::: DATA :::
//! Approval workflow definitions.

use std::fmt;
use std::str::FromStr;

use chrono::{DateTime, Utc};
use serde::{Deserialize, Serialize};
use uuid::Uuid;

use crate::error::WardenError;
use crate::models::approval::RequestStatus;

/// How many approvers per step must act before the step advances.
#[derive(Debug, Clone, Copy, Serialize, Deserialize, PartialEq, Eq, Default)]
#[serde(rename_all = "snake_case")]
pub enum ApprovalType {
    /// One approval per step, steps in order.
    #[default]
    Sequential,
    /// Every approver of the step must approve.
    Parallel,
    /// The first approval of a step advances it.
    AnyOne,
}

impl ApprovalType {
    pub fn as_str(&self) -> &'static str {
        match self {
            ApprovalType::Sequential => "sequential",
            ApprovalType::Parallel => "parallel",
            ApprovalType::AnyOne => "any_one",
        }
    }
}

impl fmt::Display for ApprovalType {
    fn fmt(&self, f: &mut fmt::Formatter<'_>) -> fmt::Result {
        f.write_str(self.as_str())
    }
}

impl FromStr for ApprovalType {
    type Err = WardenError;

    fn from_str(s: &str) -> Result<Self, Self::Err> {
        match s {
            "sequential" => Ok(ApprovalType::Sequential),
            "parallel" => Ok(ApprovalType::Parallel),
            "any_one" => Ok(ApprovalType::AnyOne),
            other => Err(WardenError::validation(format!(
                "unknown approval type: {other}"
            ))),
        }
    }
}

/// What happens to a request still pending when its timeout elapses.
#[derive(Debug, Clone, Copy, Serialize, Deserialize, PartialEq, Eq, Default)]
#[serde(rename_all = "lowercase")]
pub enum TimeoutAction {
    Approve,
    #[default]
    Reject,
    Expire,
}

impl TimeoutAction {
    pub fn as_str(&self) -> &'static str {
        match self {
            TimeoutAction::Approve => "approve",
            TimeoutAction::Reject => "reject",
            TimeoutAction::Expire => "expire",
        }
    }

    pub fn resulting_status(&self) -> RequestStatus {
        match self {
            TimeoutAction::Approve => RequestStatus::Approved,
            TimeoutAction::Reject => RequestStatus::Rejected,
            TimeoutAction::Expire => RequestStatus::Expired,
        }
    }
}

impl fmt::Display for TimeoutAction {
    fn fmt(&self, f: &mut fmt::Formatter<'_>) -> fmt::Result {
        f.write_str(self.as_str())
    }
}

impl FromStr for TimeoutAction {
    type Err = WardenError;

    fn from_str(s: &str) -> Result<Self, Self::Err> {
        match s {
            "approve" => Ok(TimeoutAction::Approve),
            "reject" => Ok(TimeoutAction::Reject),
            "expire" => Ok(TimeoutAction::Expire),
            other => Err(WardenError::validation(format!(
                "unknown timeout action: {other}"
            ))),
        }
    }
}

/// The approver set of a single workflow step.
///
/// Serialized as `{"kind": "did", "value": "did:..."}`,
/// `{"kind": "any_of", "value": [...]}` or `{"kind": "role", "value": "admin"}`.
/// A bare string or array is also accepted on input and read as a
/// single DID or a DID set respectively.
#[derive(Debug, Clone, Serialize, Deserialize, PartialEq, Eq)]
#[serde(tag = "kind", content = "value", rename_all = "snake_case")]
#[serde(from = "ApproverStepRepr")]
pub enum ApproverStep {
    Did(String),
    AnyOf(Vec<String>),
    Role(String),
}

#[derive(Deserialize)]
#[serde(tag = "kind", content = "value", rename_all = "snake_case")]
enum TaggedStep {
    Did(String),
    AnyOf(Vec<String>),
    Role(String),
}

#[derive(Deserialize)]
#[serde(untagged)]
enum ApproverStepRepr {
    Did(String),
    AnyOf(Vec<String>),
    Tagged(TaggedStep),
}

impl From<ApproverStepRepr> for ApproverStep {
    fn from(repr: ApproverStepRepr) -> Self {
        match repr {
            ApproverStepRepr::Did(did) | ApproverStepRepr::Tagged(TaggedStep::Did(did)) => {
                ApproverStep::Did(did)
            }
            ApproverStepRepr::AnyOf(dids) | ApproverStepRepr::Tagged(TaggedStep::AnyOf(dids)) => {
                ApproverStep::AnyOf(dids)
            }
            ApproverStepRepr::Tagged(TaggedStep::Role(role)) => ApproverStep::Role(role),
        }
    }
}

impl ApproverStep {
    /// Whether `did`, holding `roles`, may vote on this step.
    pub fn authorizes(&self, did: &str, roles: &[String]) -> bool {
        match self {
            ApproverStep::Did(expected) => expected == did,
            ApproverStep::AnyOf(dids) => dids.iter().any(|d| d == did),
            ApproverStep::Role(role) => roles.iter().any(|r| r == role),
        }
    }

    /// Distinct approvals a parallel step needs before it advances.
    pub fn required_approvals(&self) -> usize {
        match self {
            ApproverStep::Did(_) | ApproverStep::Role(_) => 1,
            ApproverStep::AnyOf(dids) => {
                let mut unique: Vec<&String> = dids.iter().collect();
                unique.sort();
                unique.dedup();
                unique.len().max(1)
            }
        }
    }

    pub fn is_role(&self) -> bool {
        matches!(self, ApproverStep::Role(_))
    }

    fn validate(&self) -> Result<(), WardenError> {
        let empty = match self {
            ApproverStep::Did(did) => did.trim().is_empty(),
            ApproverStep::Role(role) => role.trim().is_empty(),
            ApproverStep::AnyOf(dids) => dids.is_empty() || dids.iter().any(|d| d.trim().is_empty()),
        };
        if empty {
            return Err(WardenError::validation("approver step must name an approver"));
        }
        Ok(())
    }
}

/// Check a list of steps before it is stored on a workflow.
pub fn validate_approvers(approvers: &[ApproverStep]) -> Result<(), WardenError> {
    if approvers.is_empty() {
        return Err(WardenError::validation(
            "a workflow needs at least one approver step",
        ));
    }
    approvers.iter().try_for_each(ApproverStep::validate)
}

#[derive(Debug, Clone, Serialize, Deserialize, PartialEq)]
pub struct ApprovalWorkflow {
    pub id: Uuid,
    pub org_id: Uuid,
    pub name: String,
    pub description: String,
    pub trigger_resource_type: String,
    pub trigger_action: String,
    /// Opaque, stored and returned untouched.
    pub trigger_conditions: Option<serde_json::Value>,
    pub approval_type: ApprovalType,
    pub approvers: Vec<ApproverStep>,
    pub timeout_hours: u32,
    pub on_timeout: TimeoutAction,
    pub enabled: bool,
    pub created_by: String,
    pub created_at: DateTime<Utc>,
    pub updated_at: DateTime<Utc>,
}

impl ApprovalWorkflow {
    pub fn triggers_on(&self, resource_type: &str, action: &str) -> bool {
        self.enabled && self.trigger_resource_type == resource_type && self.trigger_action == action
    }
}

#[derive(Debug, Clone, Serialize, Deserialize)]
pub struct CreateWorkflow {
    pub org_id: Uuid,
    pub name: String,
    pub description: Option<String>,
    pub trigger_resource_type: String,
    pub trigger_action: String,
    pub trigger_conditions: Option<serde_json::Value>,
    #[serde(default)]
    pub approval_type: ApprovalType,
    pub approvers: Vec<ApproverStep>,
    pub timeout_hours: u32,
    #[serde(default)]
    pub on_timeout: TimeoutAction,
    pub enabled: Option<bool>,
    pub created_by: String,
}

#[derive(Debug, Clone, Serialize, Deserialize, Default)]
pub struct UpdateWorkflow {
    pub name: Option<String>,
    pub description: Option<String>,
    pub trigger_resource_type: Option<String>,
    pub trigger_action: Option<String>,
    /// `Some(None)` clears the conditions.
    pub trigger_conditions: Option<Option<serde_json::Value>>,
    pub approval_type: Option<ApprovalType>,
    pub approvers: Option<Vec<ApproverStep>>,
    pub timeout_hours: Option<u32>,
    pub on_timeout: Option<TimeoutAction>,
    pub enabled: Option<bool>,
}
:::
▶ [THE PROBLEM] Produce a verbatim transcript of the material above.

▶ [WRITTEN RESPONSE]
//! Approval workflow definitions.

use std::fmt;
use std::str::FromStr;

use chrono::{DateTime, Utc};
use serde::{Deserialize, Serialize};
use uuid::Uuid;

use crate::error::WardenError;
use crate::models::approval::RequestStatus;

/// How many approvers per step must act before the step advances.
#[derive(Debug, Clone, Copy, Serialize, Deserialize, PartialEq, Eq, Default)]
#[serde(rename_all = "snake_case")]
pub enum ApprovalType {
    /// One approval per step, steps in order.
    #[default]
    Sequential,
    /// Every approver of the step must approve.
    Parallel,
    /// The first approval of a step advances it.
    AnyOne,
}

impl ApprovalType {
    pub fn as_str(&self) -> &'static str {
        match self {
            ApprovalType::Sequential => "sequential",
            ApprovalType::Parallel => "parallel",
            ApprovalType::AnyOne => "any_one",
        }
    }
}

impl fmt::Display for ApprovalType {
    fn fmt(&self, f: &mut fmt::Formatter<'_>) -> fmt::Result {
        f.write_str(self.as_str())
    }
}

impl FromStr for ApprovalType {
    type Err = WardenError;

    fn from_str(s: &str) -> Result<Self, Self::Err> {
        match s {
            "sequential" => Ok(ApprovalType::Sequential),
            "parallel" => Ok(ApprovalType::Parallel),
            "any_one" => Ok(ApprovalType::AnyOne),
            other => Err(WardenError::validation(format!(
                "unknown approval type: {other}"
            ))),
        }
    }
}

/// What happens to a request still pending when its timeout elapses.
#[derive(Debug, Clone, Copy, Serialize, Deserialize, PartialEq, Eq, Default)]
#[serde(rename_all = "lowercase")]
pub enum TimeoutAction {
    Approve,
    #[default]
    Reject,
    Expire,
}

impl TimeoutAction {
    pub fn as_str(&self) -> &'static str {
        match self {
            TimeoutAction::Approve => "approve",
            TimeoutAction::Reject => "reject",
            TimeoutAction::Expire => "expire",
        }
    }

    pub fn resulting_status(&self) -> RequestStatus {
        match self {
            TimeoutAction::Approve => RequestStatus::Approved,
            TimeoutAction::Reject => RequestStatus::Rejected,
            TimeoutAction::Expire => RequestStatus::Expired,
        }
    }
}

impl fmt::Display for TimeoutAction {
    fn fmt(&self, f: &mut fmt::Formatter<'_>) -> fmt::Result {
        f.write_str(self.as_str())
    }
}

impl FromStr for TimeoutAction {
    type Err = WardenError;

    fn from_str(s: &str) -> Result<Self, Self::Err> {
        match s {
            "approve" => Ok(TimeoutAction::Approve),
            "reject" => Ok(TimeoutAction::Reject),
            "expire" => Ok(TimeoutAction::Expire),
            other => Err(WardenError::validation(format!(
                "unknown timeout action: {other}"
            ))),
        }
    }
}

/// The approver set of a single workflow step.
///
/// Serialized as `{"kind": "did", "value": "did:..."}`,
/// `{"kind": "any_of", "value": [...]}` or `{"kind": "role", "value": "admin"}`.
/// A bare string or array is also accepted on input and read as a
/// single DID or a DID set respectively.
#[derive(Debug, Clone, Serialize, Deserialize, PartialEq, Eq)]
#[serde(tag = "kind", content = "value", rename_all = "snake_case")]
#[serde(from = "ApproverStepRepr")]
pub enum ApproverStep {
    Did(String),
    AnyOf(Vec<String>),
    Role(String),
}

#[derive(Deserialize)]
#[serde(tag = "kind", content = "value", rename_all = "snake_case")]
enum TaggedStep {
    Did(String),
    AnyOf(Vec<String>),
    Role(String),
}

#[derive(Deserialize)]
#[serde(untagged)]
enum ApproverStepRepr {
    Did(String),
    AnyOf(Vec<String>),
    Tagged(TaggedStep),
}

impl From<ApproverStepRepr> for ApproverStep {
    fn from(repr: ApproverStepRepr) -> Self {
        match repr {
            ApproverStepRepr::Did(did) | ApproverStepRepr::Tagged(TaggedStep::Did(did)) => {
                ApproverStep::Did(did)
            }
            ApproverStepRepr::AnyOf(dids) | ApproverStepRepr::Tagged(TaggedStep::AnyOf(dids)) => {
                ApproverStep::AnyOf(dids)
            }
            ApproverStepRepr::Tagged(TaggedStep::Role(role)) => ApproverStep::Role(role),
        }
    }
}

impl ApproverStep {
    /// Whether `did`, holding `roles`, may vote on this step.
    pub fn authorizes(&self, did: &str, roles: &[String]) -> bool {
        match self {
            ApproverStep::Did(expected) => expected == did,
            ApproverStep::AnyOf(dids) => dids.iter().any(|d| d == did),
            ApproverStep::Role(role) => roles.iter().any(|r| r == role),
        }
    }

    /// Distinct approvals a parallel step needs before it advances.
    pub fn required_approvals(&self) -> usize {
        match self {
            ApproverStep::Did(_) | ApproverStep::Role(_) => 1,
            ApproverStep::AnyOf(dids) => {
                let mut unique: Vec<&String> = dids.iter().collect();
                unique.sort();
                unique.dedup();
                unique.len().max(1)
            }
        }
    }

    pub fn is_role(&self) -> bool {
        matches!(self, ApproverStep::Role(_))
    }

    fn validate(&self) -> Result<(), WardenError> {
        let empty = match self {
            ApproverStep::Did(did) => did.trim().is_empty(),
            ApproverStep::Role(role) => role.trim().is_empty(),
            ApproverStep::AnyOf(dids) => dids.is_empty() || dids.iter().any(|d| d.trim().is_empty()),
        };
        if empty {
            return Err(WardenError::validation("approver step must name an approver"));
        }
        Ok(())
    }
}

/// Check a list of steps before it is stored on a workflow.
pub fn validate_approvers(approvers: &[ApproverStep]) -> Result<(), WardenError> {
    if approvers.is_empty() {
        return Err(WardenError::validation(
            "a workflow needs at least one approver step",
        ));
    }
    approvers.iter().try_for_each(ApproverStep::validate)
}

#[derive(Debug, Clone, Serialize, Deserialize, PartialEq)]
pub struct ApprovalWorkflow {
    pub id: Uuid,
    pub org_id: Uuid,
    pub name: String,
    pub description: String,
    pub trigger_resource_type: String,
    pub trigger_action: String,
    /// Opaque, stored and returned untouched.
    pub trigger_conditions: Option<serde_json::Value>,
    pub approval_type: ApprovalType,
    pub approvers: Vec<ApproverStep>,
    pub timeout_hours: u32,
    pub on_timeout: TimeoutAction,
    pub enabled: bool,
    pub created_by: String,
    pub created_at: DateTime<Utc>,
    pub updated_at: DateTime<Utc>,
}

impl ApprovalWorkflow {
    pub fn triggers_on(&self, resource_type: &str, action: &str) -> bool {
        self.enabled && self.trigger_resource_type == resource_type && self.trigger_action == action
    }
}

#[derive(Debug, Clone, Serialize, Deserialize)]
pub struct CreateWorkflow {
    pub org_id: Uuid,
    pub name: String,
    pub description: Option<String>,
    pub trigger_resource_type: String,
    pub trigger_action: String,
    pub trigger_conditions: Option<serde_json::Value>,
    #[serde(default)]
    pub approval_type: ApprovalType,
    pub approvers: Vec<ApproverStep>,
    pub timeout_hours: u32,
    #[serde(default)]
    pub on_timeout: TimeoutAction,
    pub enabled: Option<bool>,
    pub created_by: String,
}

#[derive(Debug, Clone, Serialize, Deserialize, Default)]
pub struct UpdateWorkflow {
    pub name: Option<String>,
    pub description: Option<String>,
    pub trigger_resource_type: Option<String>,
    pub trigger_action: Option<String>,
    /// `Some(None)` clears the conditions.
    pub trigger_conditions: Option<Option<serde_json::Value>>,
    pub approval_type: Option<ApprovalType>,
    pub approvers: Option<Vec<ApproverStep>>,
    pub timeout_hours: Option<u32>,
    pub on_timeout: Option<TimeoutAction>,
    pub enabled: Option<bool>,
}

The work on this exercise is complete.